Table 1 Demographic and preoperative characteristics Notes: aBaseline VF MD not available for all eyes. bConsistent with Hodapp–Anderson–Parrish visual field criteria. Mild: VF MD no worse than −6 dB, moderate: VF MD worse than −6 dB but no worse than −12 dB, severe: VF MD worse than −12 dB. Abbreviations: CDVA, corrected distance visual acuity; MD, mean deviation; VF, visual field.

As detailed in Figure 2 and Table 2, mean IOP reduced significantly from 18.27±5.41 mmHg preoperatively to 14.04±2.98 mmHg at 12 months (23.2% reduction, P<0.001). All but seven eyes (95.8% or 158/165) achieved Month 12 IOP of ≤18 mmHg. The seven remaining eyes, while not meeting the ≤18 mmHg cutoff, were able to reduce medications considerably (elimination of 1–2 medications vs preoperative).

Figure 2 Reduction in mean intraocular pressure (IOP) through 12 months postoperatively. Note: Available eyes at each visit (N=165).

Table 2 Proportional analysis of postoperative IOP of available eyes at each visit (N=165) through 12 months Abbreviations: M, month; Preop, preoperative; W, week; IOP, intraocular pressure.

Figures 3 and 4 and Table 3 summarize medication burden after stent-cataract surgery. Postoperative mean number of glaucoma medications decreased to 0.47±0.95 vs 1.65±1.28 preoperatively (71.5% reduction); 76.4% of eyes (126/165) were on zero medications (vs 29/165 or 17.6% preoperatively; P<0.001); 14.5% of eyes (24/165) were on ≥2 medications (vs 77/165 or 46.7% preoperatively; P<0.001); and all but three eyes (98.2% or 162/165) maintained or had reduced medication burden vs their preoperative regimen. The three remaining eyes had low medication burden at baseline (0–1 medication), and substantial IOP reductions were achieved in all, postoperatively (IOP reduced by 4–10 mmHg vs preoperative).

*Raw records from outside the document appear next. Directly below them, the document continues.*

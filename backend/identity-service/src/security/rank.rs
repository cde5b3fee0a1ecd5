/// Organizational rank model
///
/// Four fixed tiers, lower level = higher authority. Who may approve whom is
/// an explicit table, not level arithmetic: delegation narrows by tier, so a
/// coordinator approves managers and agents while a manager approves agents
/// only. Levels outside 1..=4 have no tier and no authority.
use crate::error::{IdentityError, Result};
use serde::{Deserialize, Serialize};
use uuid::Uuid;

#[derive(Debug, Clone, Copy, PartialEq, Eq, Hash, Serialize, Deserialize)]
#[serde(rename_all = "snake_case")]
pub enum Tier {
    /// Level 1 (ADM)
    Administrator,
    /// Level 2 (Coordenador)
    Coordinator,
    /// Level 3 (Gerente)
    Manager,
    /// Level 4 (ACS)
    CommunityAgent,
}

impl Tier {
    pub const ALL: [Tier; 4] = [
        Tier::Administrator,
        Tier::Coordinator,
        Tier::Manager,
        Tier::CommunityAgent,
    ];

    pub fn from_level(level: i32) -> Option<Self> {
        match level {
            1 => Some(Tier::Administrator),
            2 => Some(Tier::Coordinator),
            3 => Some(Tier::Manager),
            4 => Some(Tier::CommunityAgent),
            _ => None,
        }
    }

    pub fn level(self) -> i32 {
        match self {
            Tier::Administrator => 1,
            Tier::Coordinator => 2,
            Tier::Manager => 3,
            Tier::CommunityAgent => 4,
        }
    }

    /// Permission table for approving or rejecting a registration
    pub fn can_authorize(self, target: Tier) -> bool {
        match self {
            Tier::Administrator => true,
            Tier::Coordinator => matches!(target, Tier::Manager | Tier::CommunityAgent),
            Tier::Manager => matches!(target, Tier::CommunityAgent),
            Tier::CommunityAgent => false,
        }
    }

    /// Whether any tier at all may be authorized by this one
    pub fn has_authorizing_power(self) -> bool {
        Tier::ALL.iter().any(|&target| self.can_authorize(target))
    }

    /// Hard-coded policy: the top tier is never created through public registration
    pub fn may_self_register(self) -> bool {
        self != Tier::Administrator
    }

    /// Rank gate: true when this tier is `min` or above
    pub fn at_least(self, min: Tier) -> bool {
        self.level() <= min.level()
    }
}

/// Level-based entry point. Unknown levels never authorize and are never authorized.
pub fn can_authorize(acting_level: i32, target_level: i32) -> bool {
    match (Tier::from_level(acting_level), Tier::from_level(target_level)) {
        (Some(acting), Some(target)) => acting.can_authorize(target),
        _ => false,
    }
}

/// The acting account, passed explicitly into every privileged operation
#[derive(Debug, Clone, Copy, PartialEq, Eq)]
pub struct Actor {
    pub account_id: Uuid,
    pub tier: Tier,
}

impl Actor {
    pub fn new(account_id: Uuid, tier: Tier) -> Self {
        Self { account_id, tier }
    }

    /// Build from verified access-token claims. Unauthorized or out-of-hierarchy
    /// holders cannot act.
    pub fn from_claims(claims: &super::tokens::Claims) -> Result<Self> {
        if !claims.is_authorized {
            return Err(IdentityError::Forbidden(
                "account is not authorized".to_string(),
            ));
        }
        let tier = Tier::from_level(claims.level).ok_or_else(|| {
            IdentityError::Forbidden(format!("rank level {} has no authority", claims.level))
        })?;
        let account_id = claims
            .sub
            .parse::<Uuid>()
            .map_err(|_| IdentityError::InvalidToken)?;

        Ok(Self { account_id, tier })
    }

    pub fn can_authorize(&self, target: Tier) -> bool {
        self.tier.can_authorize(target)
    }
}

#[cfg(test)]
mod tests {
    use super::*;

    #[test]
    fn test_hierarchy_table() {
        assert!(can_authorize(2, 3));
        assert!(can_authorize(2, 4));
        assert!(!can_authorize(3, 3));
        assert!(!can_authorize(4, 4));
        assert!(can_authorize(3, 4));
        assert!(!can_authorize(3, 2));
        assert!(!can_authorize(2, 2));
        assert!(!can_authorize(2, 1));
        for target in 1..=4 {
            assert!(can_authorize(1, target));
            assert!(!can_authorize(4, target));
        }
    }

    #[test]
    fn test_unknown_levels_have_no_authority() {
        assert!(!can_authorize(0, 4));
        assert!(!can_authorize(5, 4));
        assert!(!can_authorize(1, 5));
        assert!(!can_authorize(-1, 4));
    }

    #[test]
    fn test_level_round_trip() {
        for tier in Tier::ALL {
            assert_eq!(Tier::from_level(tier.level()), Some(tier));
        }
    }

    #[test]
    fn test_only_top_tier_blocked_from_registration() {
        assert!(!Tier::Administrator.may_self_register());
        assert!(Tier::Coordinator.may_self_register());
        assert!(Tier::Manager.may_self_register());
        assert!(Tier::CommunityAgent.may_self_register());
    }

    #[test]
    fn test_at_least() {
        assert!(Tier::Administrator.at_least(Tier::Coordinator));
        assert!(Tier::Coordinator.at_least(Tier::Coordinator));
        assert!(!Tier::Manager.at_least(Tier::Coordinator));
    }

    #[test]
    fn test_authorizing_power() {
        assert!(Tier::Manager.has_authorizing_power());
        assert!(!Tier::CommunityAgent.has_authorizing_power());
    }
}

Figure 3 Reduction in mean number of glaucoma medications through 12 months postoperatively. Note: Available eyes at each visit (N=165).

Figure 4 Reduction in glaucoma medication burden at 12 months postoperatively. Note: Available eyes at each visit (N=165).

Table 3 Proportional analysis of medication burden of available eyes at each visit through 12 months (N=165) Abbreviations: M, month; preop, preoperative; W, week; med, medication.

Safety

Two stents were successfully implanted in all but two eyes (163/165) in this study. In the two eyes receiving one stent, IOP reduction at 12 months vs preoperative was still achieved (from 18 mmHg to 14 mmHg in one eye, and from 26 mmHg to 21 mmHg in the other eye). There were no intraoperative complications related to stent implantation. Postoperative adverse events included corneal edema (two cases) and anterior chamber inflammation (two cases) in the immediate postoperative period that resolved by 1 week postoperatively; one case of intermittent stent-iris touch that resulted in no sequelae; one case of postoperative hyphema that resolved by the next visit; and one eye with incomplete visualization of the second stent that resulted in no complications. There were no occurrences of stent obstruction, peripheral anterior synechiae (PAS), or IOP spike ≥30 mmHg in any eye during follow-up. Nearly all eyes (97.3%) achieved CDVA of 20/40 or better at 1 year, stable from 92.7% preoperatively. There was no appreciable change in average CDR from baseline (0.69±0.17) to 12 months (0.68±0.18), nor in VF mean deviation (MD) from baseline (−5.31±6.62) to 12 months (−5.50±7.20). Proportional analysis revealed that among eyes with VF data at both the preoperative and 12-month visits (n=131), 89.3% (117/131) had either improvement, no change, or difference of less than 3 dB in their VF MD (less than half the SD for MD measurement, ie, within the margin of error of the test).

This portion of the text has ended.